Вглядимся в эти чудовищные документы, скромно поименованные «протоколами следствия». «Поведал», «сообщил», «подытожил» – может создаться впечатление, будто речь идет о дружеском чаепитии. Этот нарочито повествовательный тон следственных протоколов кажется особенно фальшивым рядом с одной только его эмоциональной, на грани срыва запиской следователю, приложенной к «делу»: «В тюрьме я написал (в мыслях) 16 стихов (280 строк) и начинаю забывать. Разрешите бумагу, хотя бы для записи стихов. Некоторые о тюрьме и России, – заинтересуйтесь хотя бы, тов. следователь! – и подпись: Профессор Зубакин, лишенный Вами возможности работать за то, что стихи и философию любит больше всего в мире».

Вот еще одна маленькая иллюстрация к его портрету того периода, когда он уже был знаком с А. И., почерпнутая из миниатюры, опубликованной в ее книге «О чудесах и чудесном»:

«В конце 20-х годов Борис Михайлович Зубакин привез из Карачаева Тамбовской губернии, где жила его сестра Надежда Михайловна и где разорили церковь, – сидящую статую Христа, деревянную, тонко раскрашенную масляными красками; почти в натуральную величину, в терновом венце. Борис Михайлович вез ее в большой бельевой корзине. В пути его остановила милиция, по согнутой в колене ноге, выглянувшей из корзины, заподозрив, что он везет тело. Осмотрев, отпустили. Он поднял статую ко мне на 4 этаж без лифта в квартиру, где я жила с сыном-подростком Андреем с 1921 года по год ареста, 1937. (Мерзляковский переулок, 18, кв. 8). Статуя была покрыта от плечей по полуобнаженному телу темнопурпурной материей, стянутой возле шеи. Мы поставили ее возле киота в уголку у ширмы, делившей комнату на две части – мою и сына…»

В апреле 1933 года, когда А. И. была арестована первый раз, на следствии она не отказывалась от своего знакомства с Зубакиным, но отрицала какое-либо участие в его организации: «…ни о какой мистической или иной группе я не знаю и ни в какой из них не участвовала». Пробыв в заключении 64 дня, была освобождена (Горький?) постановлением ОС при Коллегии ОГПУ.

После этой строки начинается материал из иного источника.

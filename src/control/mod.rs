// SPDX-License-Identifier: MIT
// © 2025–2026 Christopher Liu

//! # Control
//!
//! Application-level logic that ties the rangefinder, drive motor, steering servo and console
//! together.
//!
//! ## Modules
//!
//! - [`vehicle`] - Remote-control loop with obstacle stop.

pub mod vehicle;

pub use vehicle::VehicleController;
// SPDX-License-Identifier: MIT
// © 2025–2026 Christopher Liu

//! MCU-level wrappers. `pins` and `pwm` touch TM4C123 registers and only build for the target.

#[cfg(target_os = "none")]
pub mod pins;
#[cfg(target_os = "none")]
pub mod pwm;
pub mod systick;
pub mod usart;

#[cfg(target_os = "none")]
pub use pins::BoardPins;
#[cfg(target_os = "none")]
pub use pwm::Pwm0;
pub use systick::SysTick;
pub use usart::Console;
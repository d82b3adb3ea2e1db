// SPDX-License-Identifier: MIT
// © 2025–2026 Christopher Liu

//! # Device-Specific Drivers
//!
//! This module contains device-specific drivers that sit above the raw `hw/` layer and below the
//! application logic. Every driver is generic over `embedded-hal` traits so it runs against host
//! mocks as well as the TM4C123 peripherals.
//!
//! ## Existing drivers
//!
//! - [`hcsr04`] – HC-SR04 ultrasonic rangefinder (trigger pulse, echo timing, centimeters)
//! - [`drive_motor`] – Rear DC motor with PWM speed and a direction line
//! - [`steering`] – Front steering servo with three preset positions

pub mod drive_motor;
pub mod hcsr04;
pub mod steering;

pub use drive_motor::{DriveMotor, Motion};
pub use hcsr04::{Hcsr04, Measurement, Rangefinder};
pub use steering::{Position, Steering};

Однако на этом дело не кончилось.

Как явствует из материалов следственных дел, хранящихся в Государственном архиве Российской Федерации, спустя четыре года после первого ареста, А. И. вновь арестована 2 сентября 1937 года в г. Тарусе. Из Тарусы вместе с сыном отправлена на Лубянку, а затем в Бутырки.

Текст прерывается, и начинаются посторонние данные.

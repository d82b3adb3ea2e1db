// SPDX-License-Identifier: MIT
// © 2025–2026 Christopher Liu

//! # RC Vehicle Firmware
//!
//! This crate contains the firmware for a remote-controlled car with ultrasonic obstacle stop,
//! written in Rust, targeting a TM4C123GH6PM MCU.
//!
//! ## Crate Structure
//!
//! | Module | Purpose |
//! | ------ | -------- |
//! | [`time`] | 1 µs tick counter and busy-wait delays driven by SysTick |
//! | [`hw`] | MCU-level wrappers around SysTick, PWM, GPIO and the UART console |
//! | [`drivers`] | Device-level drivers (HC-SR04, drive motor, steering servo) |
//! | [`protocol`] | Single-byte remote commands |
//! | [`control`] | Remote-control loop with obstacle stop |
//! | [`config`] | Board constants and tunables |
//!
//! ## Getting Started
//!
//! Build docs:
//!
//! ```bash
//! cargo doc --no-deps --open
//! ```
//!
//! Flash the board:
//!
//! ```bash
//! cargo run --release --target thumbv7em-none-eabihf
//! ```
//!
//! Run the host tests:
//!
//! ```bash
//! cargo test --lib
//! ```
//!
//! ## License
//!
//! Licensed under the **MIT License**.
//! See the `LICENSE` file in the repository root for full terms.
//!
//! © 2025–2026 Christopher Liu

#![cfg_attr(not(test), no_std)]

pub mod config;
pub mod control;
pub mod drivers;
pub mod hw;
pub mod protocol;
pub mod time;

#[cfg(test)]
mod mock;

Следствие длилось четыре месяца. Первые вопросы относились к восьмиконечному кресту, изображенному на фото. Анастасия Ивановна отвечала, что этот крест хранился у нее на квартире более двух лет, примерно до 1935 – 1936 года, название креста – «Сакрэ-Кэр» («Священное сердце»), получила его от Б. М. Зубакина, дорожила им как реликвией, но когда, кому и почему отдала, не помнит.

Следствие выбивало имена участников «организации», сведения о ее структуре. Вот протоколы, донесшие сильно отретушированные вопросы-ответы.

Следователь: «Кто такой Зубакин?»

А. Цветаева: «Мой друг. Он – поэт, скульптор, талантливый импровизатор и философ. Познакомилась с ним в 1922 году в Союзе писателей в Москве. Сблизила нас общность этических и философских взглядов, а также отношение к религии и искусству. Наша дружба и личное общение продолжались до самого последнего времени, хотя в последнее время переписка и встречи стали редкими».

Следователь: «Каких философских и религиозных взглядов держится Зубакин?»

А. Цветаева: «По своим философским взглядам Борис Зубакин – идеалист. Он интересуется каббалой, мистикой и вопросами древних религиозных учений. Я разделяю эти взгляды Зубакина».

Следователь: «Назовите фамилии Ваших и Зубакина знакомых, разделяющих философские и религиозные взгляды Зубакина».

А. Цветаева: «Из таких лиц мне известны Валентин Николаевич Волошинов и Леонид Федорович Шевелев. Оба эти лица – ныне умершие».